I think I told you in another letter about Chip Jeffords, who has been my most regular climbing buddy for the last year and a half. We had some great climbs in the Alps, especially last summer, and we even got out in the winter when we could. We’ve been talking it over for a while, and we’ve decided that it would be foolish of us to bypass the chance to spend a summer climbing in the Alps and not have to worry about leaving a good climb to go back to the Army.

We’re planning on just backpacking and hitchhiking around the Alps the best we can, staying in youth hostels and climbing huts. Chip has a copy of this book, Europe On $5 A Day, and what with everything we think we’ve got enough money saved to make it through until next fall. If we run short, I know I can still get the money from the Triumph from you, so that ought to help in an emergency or if we can’t make it through the season on what we have.

I don’t have any guesses about when we’re going to be back, but it probably won’t be before cold weather sets in.

Have a good summer, and if you see her tell Donna I wish her my best.

Eric

“You know,” Jeff smiled, “doesn’t that sound just exactly like Eric?”

“I agree. That’s Eric all over. It sounds almost like an extension of what he did with the Triumph back while we were in college. He’s really going to have some stories to tell now. I’m not looking for the day when he decides he’s going to have to settle down and get a job.”

“You’re right, that’s going to be a big heartbreak for him. I’ll bet he holds off as long as he can. In a way I sort of envy him that. He’s living a life that you and I will never know.”

“Sometimes it sounds like fun,” she agreed. “But much of the time it sounds pretty uncomfortable to me. But I guess we’re different people and we missed our chance for that kind of thing, if we ever had one in the first place.”

“Oh, we could have had that kind of life, but it would mean that we wouldn’t have jobs, or this house, or a comfortable future. Missing out on that kind of life is the price we pay for what we have.”
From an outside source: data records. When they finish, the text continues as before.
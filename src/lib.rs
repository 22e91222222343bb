pub(crate) mod api;
pub(crate) mod core;
pub(crate) mod schemas;
pub(crate) mod services;
pub(crate) mod session;
pub(crate) mod tasks;

#[cfg(test)]
mod test_support;

use std::sync::Arc;

use crate::core::{config::Settings, state::AppState, telemetry};
use crate::services::exam_backend::HttpExamBackend;

pub async fn run() -> anyhow::Result<()> {
    dotenvy::dotenv().ok();

    let settings = Settings::load()?;
    telemetry::init_tracing(&settings)?;
    core::metrics::init(&settings)?;

    let backend = Arc::new(HttpExamBackend::from_settings(&settings)?);
    tracing::info!(
        base_url = %settings.backend().base_url,
        timeout_seconds = settings.backend().request_timeout_seconds,
        "Exam backend configured"
    );

    let state = AppState::new(settings, backend.clone(), backend);
    let app = api::router::router(state.clone());
    let listener = tokio::net::TcpListener::bind(state.settings().server_addr()).await?;

    tracing::info!(
        host = %state.settings().server_host(),
        port = state.settings().server_port(),
        environment = %state.settings().runtime().environment.as_str(),
        max_active_sessions = state.settings().exam().max_active_sessions,
        "Examino session service listening"
    );

    let (sweeper_shutdown, sweeper) = tasks::scheduler::spawn(state.clone());

    let result =
        axum::serve(listener, app).with_graceful_shutdown(core::shutdown::shutdown_signal()).await;

    if sweeper_shutdown.send(true).is_err() {
        tracing::warn!("Session sweeper already stopped");
    }
    if let Err(err) = sweeper.await {
        tracing::error!(error = %err, "Session sweeper join failed");
    }
    state.sessions().abandon_all().await;

    result?;

    Ok(())
}
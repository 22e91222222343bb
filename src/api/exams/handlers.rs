use axum::{
    extract::{Query, State},
    Json,
};

use crate::api::errors::ApiError;
use crate::core::state::AppState;
use crate::schemas::exam::ExamSummary;
use crate::services::exam_catalog;

use super::queries::AvailableExamsQuery;

async fn fetch_catalog(state: &AppState) -> Result<Vec<ExamSummary>, ApiError> {
    state.exams().list_exams().await.map_err(|err| {
        ApiError::ServiceUnavailable(format!("Exam catalog is unavailable: {err}"))
    })
}

pub(super) async fn list_available(
    State(state): State<AppState>,
    Query(query): Query<AvailableExamsQuery>,
) -> Result<Json<Vec<ExamSummary>>, ApiError> {
    let all = fetch_catalog(&state).await?;
    let excluded = query.excluded_ids();
    let available = exam_catalog::available_for_student(&all, &excluded);

    tracing::debug!(
        total = all.len(),
        excluded = excluded.len(),
        available = available.len(),
        "Listed available exams"
    );

    Ok(Json(available))
}

pub(super) async fn list_ai_corrected(
    State(state): State<AppState>,
) -> Result<Json<Vec<ExamSummary>>, ApiError> {
    let all = fetch_catalog(&state).await?;
    Ok(Json(exam_catalog::ai_correction_history(&all)))
}
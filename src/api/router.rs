use axum::{
    http::header::{HeaderValue, ACCEPT, CONTENT_TYPE, ORIGIN},
    http::{HeaderName, Method, Request, Response},
    routing::get,
    Router,
};
use std::time::Duration;
use tower_http::{
    cors::{AllowOrigin, Any, CorsLayer},
    normalize_path::NormalizePathLayer,
    request_id::{MakeRequestUuid, PropagateRequestIdLayer, SetRequestIdLayer},
    trace::TraceLayer,
};
use tracing::Span;

use crate::api::{exams, grading_scales, handlers, sessions};
use crate::core::{config::Settings, metrics, state::AppState};

pub(crate) fn router(state: AppState) -> Router {
    let cors = build_cors_layer(state.settings());
    let api_v1_prefix = state.settings().api().api_v1_str.clone();
    let api_v1 = Router::new()
        .nest("/sessions", sessions::router())
        .nest("/grading-scales", grading_scales::router())
        .nest("/exams", exams::router());

    let request_id_header = HeaderName::from_static("x-request-id");
    let request_id_header_for_span = request_id_header.clone();
    let trace_layer = TraceLayer::new_for_http()
        .make_span_with(move |request: &Request<_>| {
            let request_id = request
                .headers()
                .get(&request_id_header_for_span)
                .and_then(|value| value.to_str().ok())
                .unwrap_or("-");
            tracing::info_span!(
                "request",
                method = %request.method(),
                uri = %request.uri(),
                request_id = %request_id
            )
        })
        .on_response(|response: &Response<axum::body::Body>, latency: Duration, _span: &Span| {
            tracing::debug!(
                status = response.status().as_u16(),
                latency_ms = latency.as_millis() as u64,
                "Request finished"
            );
            metrics::record_http_response(response.status().as_u16(), latency);
        });

    let mut router: Router<AppState> = Router::new()
        .route("/", get(handlers::root))
        .route("/healthz", get(handlers::healthz).head(handlers::healthz))
        .nest(&api_v1_prefix, api_v1)
        .layer(NormalizePathLayer::trim_trailing_slash())
        .layer(PropagateRequestIdLayer::new(request_id_header.clone()))
        .layer(SetRequestIdLayer::new(request_id_header, MakeRequestUuid))
        .layer(trace_layer)
        .layer(cors);

    if state.settings().telemetry().prometheus_enabled {
        router = router.route("/metrics", get(handlers::metrics));
    }

    router.with_state(state)
}

fn build_cors_layer(settings: &Settings) -> CorsLayer {
    let origins = settings
        .cors()
        .origins
        .iter()
        .filter_map(|origin| HeaderValue::from_str(origin).ok())
        .collect::<Vec<_>>();

    let base = CorsLayer::new()
        .allow_methods([
            Method::GET,
            Method::POST,
            Method::PUT,
            Method::DELETE,
            Method::OPTIONS,
        ])
        .allow_headers([
            CONTENT_TYPE,
            ACCEPT,
            ORIGIN,
            HeaderName::from_static("x-request-id"),
        ])
        .expose_headers([HeaderName::from_static("x-request-id")])
        .max_age(Duration::from_secs(3600));

    if origins.is_empty() {
        // Wildcard origin cannot be combined with allow_credentials
        base.allow_origin(Any)
    } else {
        base.allow_credentials(true)
            .allow_origin(AllowOrigin::list(origins))
    }
}
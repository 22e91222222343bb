#[tokio::main]
async fn main() -> anyhow::Result<()> {
    if let Err(e) = examino_sessions::run().await {
        eprintln!("examino-sessions fatal: {e:#}");
        std::process::exit(1);
    }
    Ok(())
}
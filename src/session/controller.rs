//! Lifecycle of a single exam attempt.
//!
//! `Loading -> InProgress -> Submitting -> Completed`, with `Abandoned` as the
//! exit for sessions the student walks away from. A failed submission moves
//! the session back to `InProgress` so it can be retried.

use std::fmt;
use std::sync::{Arc, Mutex, MutexGuard, PoisonError, Weak};
use std::time::Duration;

use serde::Serialize;
use tokio::task::JoinHandle;
use tokio::time::Instant;
use uuid::Uuid;

use crate::core::{metrics, time};
use crate::schemas::exam::ExamDefinition;
use crate::schemas::session::SessionSnapshot;
use crate::schemas::submission::{SubmissionRequest, SubmissionResult, SubmitTrigger};
use crate::services::exam_backend::{ExamSource, GradingService};
use crate::services::grade_bands::{clamp_score, resolve_band, GradingScale};
use crate::services::placeholder_exam::placeholder_exam;
use crate::session::answers::AnswerMap;
use crate::session::clock::SessionClock;
use crate::session::error::{FetchFailure, SessionError, SubmitFailure};
use crate::session::guard::SubmissionGuard;

pub(crate) const TICK_PERIOD: Duration = Duration::from_secs(1);

#[derive(Debug, Clone, Copy, PartialEq, Eq, Serialize)]
#[serde(rename_all = "snake_case")]
pub(crate) enum SessionPhase {
    Loading,
    InProgress,
    Submitting,
    Completed,
    Abandoned,
}

impl SessionPhase {
    pub(crate) fn as_str(self) -> &'static str {
        match self {
            SessionPhase::Loading => "loading",
            SessionPhase::InProgress => "in_progress",
            SessionPhase::Submitting => "submitting",
            SessionPhase::Completed => "completed",
            SessionPhase::Abandoned => "abandoned",
        }
    }
}

impl fmt::Display for SessionPhase {
    fn fmt(&self, f: &mut fmt::Formatter<'_>) -> fmt::Result {
        f.write_str(self.as_str())
    }
}

/// Whether the session runs on the real exam or on the built-in placeholder.
#[derive(Debug, Clone, Copy, PartialEq, Eq, Serialize)]
#[serde(rename_all = "snake_case")]
pub(crate) enum LoadMode {
    Fetched,
    Degraded,
}

#[derive(Debug, Clone, Copy, PartialEq, Eq)]
pub(crate) enum TickOutcome {
    Running(u64),
    /// Submission in flight; the clock holds its value.
    Paused,
    /// This tick brought the clock to zero.
    Expired,
    Stopped,
}

/// What the registry sweep should do with a session.
#[derive(Debug, Clone, Copy, PartialEq, Eq)]
pub(crate) enum Housekeeping {
    Keep,
    /// The clock ran out but the automatic submission never landed.
    RetrySubmit,
    Evict,
}

/// How long finished sessions stay in the registry.
#[derive(Debug, Clone, Copy, PartialEq, Eq)]
pub(crate) struct RetentionPolicy {
    /// Completed sessions stay readable this long after grading.
    pub(crate) completed: Duration,
    /// Expired sessions whose submission keeps failing are dropped after this.
    pub(crate) expired_grace: Duration,
}

#[derive(Debug, Clone, PartialEq)]
pub(crate) enum SubmitOutcome {
    Submitted(SubmissionResult),
    InFlight,
    AlreadyCompleted(SubmissionResult),
}

/// Cheap to clone; all clones drive the same attempt.
#[derive(Clone)]
pub(crate) struct ExamSession {
    inner: Arc<SessionInner>,
}

struct SessionInner {
    id: Uuid,
    exam_id: String,
    student_id: String,
    grading: Arc<dyn GradingService>,
    default_scale: GradingScale,
    guard: SubmissionGuard,
    state: Mutex<SessionState>,
    ticker: Mutex<Option<JoinHandle<()>>>,
}

struct SessionState {
    phase: SessionPhase,
    fetch_started: bool,
    exam: Option<ExamDefinition>,
    load_mode: Option<LoadMode>,
    scale: GradingScale,
    clock: SessionClock,
    answers: AnswerMap,
    cursor: usize,
    result: Option<SubmissionResult>,
    last_error: Option<String>,
    expired_at: Option<Instant>,
    completed_at: Option<Instant>,
}

impl SessionState {
    fn question_count(&self) -> usize {
        self.exam.as_ref().map_or(0, |exam| exam.question_count())
    }

    fn answered_count(&self) -> usize {
        self.exam.as_ref().map_or(0, |exam| self.answers.answered_count(&exam.questions))
    }

    fn progress_percent(&self) -> f64 {
        match self.question_count() {
            0 => 0.0,
            count => 100.0 * (self.cursor + 1) as f64 / count as f64,
        }
    }
}
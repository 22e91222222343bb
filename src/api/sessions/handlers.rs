use axum::{
    extract::{Path, State},
    http::StatusCode,
    response::IntoResponse,
    Json,
};
use uuid::Uuid;
use validator::Validate;

use crate::api::errors::ApiError;
use crate::core::state::AppState;
use crate::schemas::session::{
    NavigateRequest, RecordAnswerRequest, SessionSnapshot, StartSessionRequest,
};
use crate::schemas::submission::{SubmitResponse, SubmitTrigger};
use crate::session::controller::{ExamSession, SubmitOutcome};

async fn find_session(state: &AppState, session_id: Uuid) -> Result<ExamSession, ApiError> {
    state
        .sessions()
        .get(session_id)
        .await
        .ok_or_else(|| ApiError::NotFound("Session not found".to_string()))
}

pub(super) async fn create_session(
    State(state): State<AppState>,
    Json(payload): Json<StartSessionRequest>,
) -> Result<(StatusCode, Json<SessionSnapshot>), ApiError> {
    payload.validate().map_err(|e| ApiError::BadRequest(e.to_string()))?;

    let session = ExamSession::new(
        &payload.exam_id,
        &payload.student_id,
        state.grading().clone(),
        state.settings().exam().default_grading_scale.clone(),
    )?;
    state.sessions().insert(session.clone()).await?;

    if let Err(err) = session.start(state.exams().as_ref()).await {
        state.sessions().remove(session.id()).await;
        return Err(err.into());
    }

    Ok((StatusCode::CREATED, Json(session.snapshot())))
}

pub(super) async fn get_session(
    State(state): State<AppState>,
    Path(session_id): Path<Uuid>,
) -> Result<Json<SessionSnapshot>, ApiError> {
    let session = find_session(&state, session_id).await?;
    Ok(Json(session.snapshot()))
}

pub(super) async fn record_answer(
    State(state): State<AppState>,
    Path((session_id, question_id)): Path<(Uuid, String)>,
    Json(payload): Json<RecordAnswerRequest>,
) -> Result<Json<SessionSnapshot>, ApiError> {
    let session = find_session(&state, session_id).await?;
    session.record_answer(&question_id, payload.text)?;
    Ok(Json(session.snapshot()))
}

pub(super) async fn navigate(
    State(state): State<AppState>,
    Path(session_id): Path<Uuid>,
    Json(payload): Json<NavigateRequest>,
) -> Result<Json<SessionSnapshot>, ApiError> {
    let session = find_session(&state, session_id).await?;
    session.navigate(payload.index);
    Ok(Json(session.snapshot()))
}

pub(super) async fn submit(
    State(state): State<AppState>,
    Path(session_id): Path<Uuid>,
) -> Result<impl IntoResponse, ApiError> {
    let session = find_session(&state, session_id).await?;

    let response = match session.submit(SubmitTrigger::Manual).await? {
        SubmitOutcome::Submitted(result) => {
            (StatusCode::OK, Json(SubmitResponse { status: "completed", result: Some(result) }))
        }
        SubmitOutcome::AlreadyCompleted(result) => (
            StatusCode::OK,
            Json(SubmitResponse { status: "already_completed", result: Some(result) }),
        ),
        SubmitOutcome::InFlight => {
            (StatusCode::ACCEPTED, Json(SubmitResponse { status: "in_flight", result: None }))
        }
    };

    Ok(response)
}

pub(super) async fn abandon_session(
    State(state): State<AppState>,
    Path(session_id): Path<Uuid>,
) -> Result<StatusCode, ApiError> {
    match state.sessions().remove(session_id).await {
        Some(_) => Ok(StatusCode::NO_CONTENT),
        None => Err(ApiError::NotFound("Session not found".to_string())),
    }
}
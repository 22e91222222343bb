mod handlers;

use axum::{routing::post, Router};

use crate::core::state::AppState;

pub(crate) fn router() -> Router<AppState> {
    Router::new()
        .route("/validate", post(handlers::validate_scale))
        .route("/preview", post(handlers::preview_scores))
        .route("/edit", post(handlers::edit_threshold))
}
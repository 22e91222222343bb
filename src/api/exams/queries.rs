use serde::Deserialize;

#[derive(Debug, Default, Deserialize)]
pub(super) struct AvailableExamsQuery {
    /// Comma-separated exam ids already taken by the student.
    #[serde(default)]
    pub(super) exclude: Option<String>,
}

impl AvailableExamsQuery {
    pub(super) fn excluded_ids(&self) -> Vec<String> {
        self.exclude
            .as_deref()
            .unwrap_or_default()
            .split(',')
            .map(str::trim)
            .filter(|id| !id.is_empty())
            .map(str::to_string)
            .collect()
    }
}
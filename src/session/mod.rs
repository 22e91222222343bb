pub(crate) mod answers;
pub(crate) mod clock;
pub(crate) mod controller;
pub(crate) mod error;
pub(crate) mod guard;
pub(crate) mod registry;
use std::sync::OnceLock;
use std::time::Duration;

use metrics_exporter_prometheus::{PrometheusBuilder, PrometheusHandle};

use crate::core::config::Settings;

static PROM_HANDLE: OnceLock<PrometheusHandle> = OnceLock::new();

pub(crate) fn init(settings: &Settings) -> anyhow::Result<()> {
    if !settings.telemetry().prometheus_enabled || PROM_HANDLE.get().is_some() {
        return Ok(());
    }

    let handle = PrometheusBuilder::new().install_recorder()?;
    let _ = PROM_HANDLE.set(handle);
    Ok(())
}

pub(crate) fn render() -> Option<String> {
    PROM_HANDLE.get().map(|handle| handle.render())
}

pub(crate) fn record_session_started(degraded: bool) {
    let mode = if degraded { "degraded" } else { "normal" };
    metrics::counter!("exam_sessions_started_total", "mode" => mode).increment(1);
}

pub(crate) fn record_submission(trigger: &'static str, outcome: &'static str) {
    metrics::counter!(
        "exam_submissions_total",
        "trigger" => trigger,
        "outcome" => outcome
    )
    .increment(1);
}

pub(crate) fn set_active_sessions(count: usize) {
    metrics::gauge!("exam_sessions_active").set(count as f64);
}

pub(crate) fn record_http_response(status: u16, latency: Duration) {
    let status_label = status.to_string();
    metrics::counter!("http_requests_total", "status" => status_label.clone()).increment(1);
    metrics::histogram!("http_request_duration_seconds", "status" => status_label)
        .record(latency.as_secs_f64());
}
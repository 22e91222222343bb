use serde::Serializer;
use time::{format_description::well_known::Rfc3339, OffsetDateTime};

pub(crate) fn now_utc() -> OffsetDateTime {
    OffsetDateTime::now_utc()
}

pub(crate) fn format_offset(value: OffsetDateTime) -> String {
    value.format(&Rfc3339).unwrap_or_else(|_| value.to_string())
}

pub(crate) fn serialize_offset<S: Serializer>(
    value: &OffsetDateTime,
    serializer: S,
) -> Result<S::Ok, S::Error> {
    serializer.serialize_str(&format_offset(*value))
}

/// Renders a countdown as `m:ss`; minutes are not wrapped into hours.
pub(crate) fn format_remaining(seconds: u64) -> String {
    format!("{}:{:02}", seconds / 60, seconds % 60)
}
“He may be enjoying himself, but I like the life I have. I think I’m going to go get out of these work clothes and get on a playsuit before I start on dinner.”

“I have to admit, there are advantages to our being married,” he grinned. “I like seeing you wearing some of your playsuits, but I like taking them off you even more.”

“Why don’t we just skip the extra undressing?” she laughed. “I mean, if you don’t mind having dinner a little late. I can still put on a playsuit and you can take it off me later.”

“I always knew you had some good ideas.”